Having fully expected that 2022 could be a bumpy ride for equities, the January drop experienced by most markets came as no surprise. The UK stock market rose against the grain, partly as a result of having lagged the 2021 recovery in markets generally around the world. China also rose but again it had a very weak 2021 and the small rise in January was a follow on from a poor year. There is little doubt that China is offering relative value at these levels but the market is likely to continue to be weighed down by the structural debt problems and the absence of a clear policy message in relation to the economy from central government.
Equity Market Performances (in euro terms)
|Market||Performance January 2022*||Performance 1 year*||YTD*|
*Source Financial Times, Financial Express
During times of rising interest rates, bonds are very much in the firing line and over the past month and longer sovereign bond markets have responded very directly to changing interest rate expectations.
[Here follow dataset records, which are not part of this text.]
//! User domain types.

use serde::{Deserialize, Serialize};

/// User permission level.
///
/// Wire format: `u8` (0 = Normal, 1 = Staff).
#[derive(Debug, Clone, Copy, PartialEq, Eq, Serialize, Deserialize)]
#[serde(rename_all = "snake_case")]
pub enum UserRole {
    Normal = 0,
    Staff = 1,
}

impl UserRole {
    /// Convert from `u8` wire value. Returns `None` for unknown values.
    pub fn from_u8(v: u8) -> Option<Self> {
        match v {
            0 => Some(Self::Normal),
            1 => Some(Self::Staff),
            _ => None,
        }
    }

    /// Convert to `u8` wire value.
    pub fn as_u8(self) -> u8 {
        self as u8
    }

    pub fn is_staff(self) -> bool {
        self == Self::Staff
    }
}
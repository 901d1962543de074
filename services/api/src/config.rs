use serde::Deserialize;

use foodgram_core::config::Config;

/// API service configuration loaded from environment variables.
#[derive(Debug, Deserialize)]
pub struct ApiConfig {
    /// PostgreSQL connection URL. Env var: `DATABASE_URL`.
    pub database_url: String,
    /// TCP port for the HTTP server (default 8000). Env var: `API_PORT`.
    #[serde(default = "default_api_port")]
    pub api_port: u16,
}

fn default_api_port() -> u16 {
    8000
}

impl Config for ApiConfig {}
However, the bond market is not a uniform entity and there are segments, particularly in the corporate bond, high yield and short duration spaces, which are not as sensitive to small changes in interest rates. So, while we have been advising clients to avoid sovereign bonds for quite some time, we continue to see value, particularly yield value, in some of these sub segments of the market.
Property has long been seen as a haven during inflationary times as many leases and rental agreements are index-linked in some way so that rents will generally follow inflationary trends. While there are certainly question marks over the future of retail properties, particularly high street and shopping mall units, we continue to see real value opportunities in funds and trusts investing in logistics, retail warehouse, healthcare and even city centre office properties. Many trusts offer annual dividend yields of 4-6% with the likelihood that these yields will grow over time.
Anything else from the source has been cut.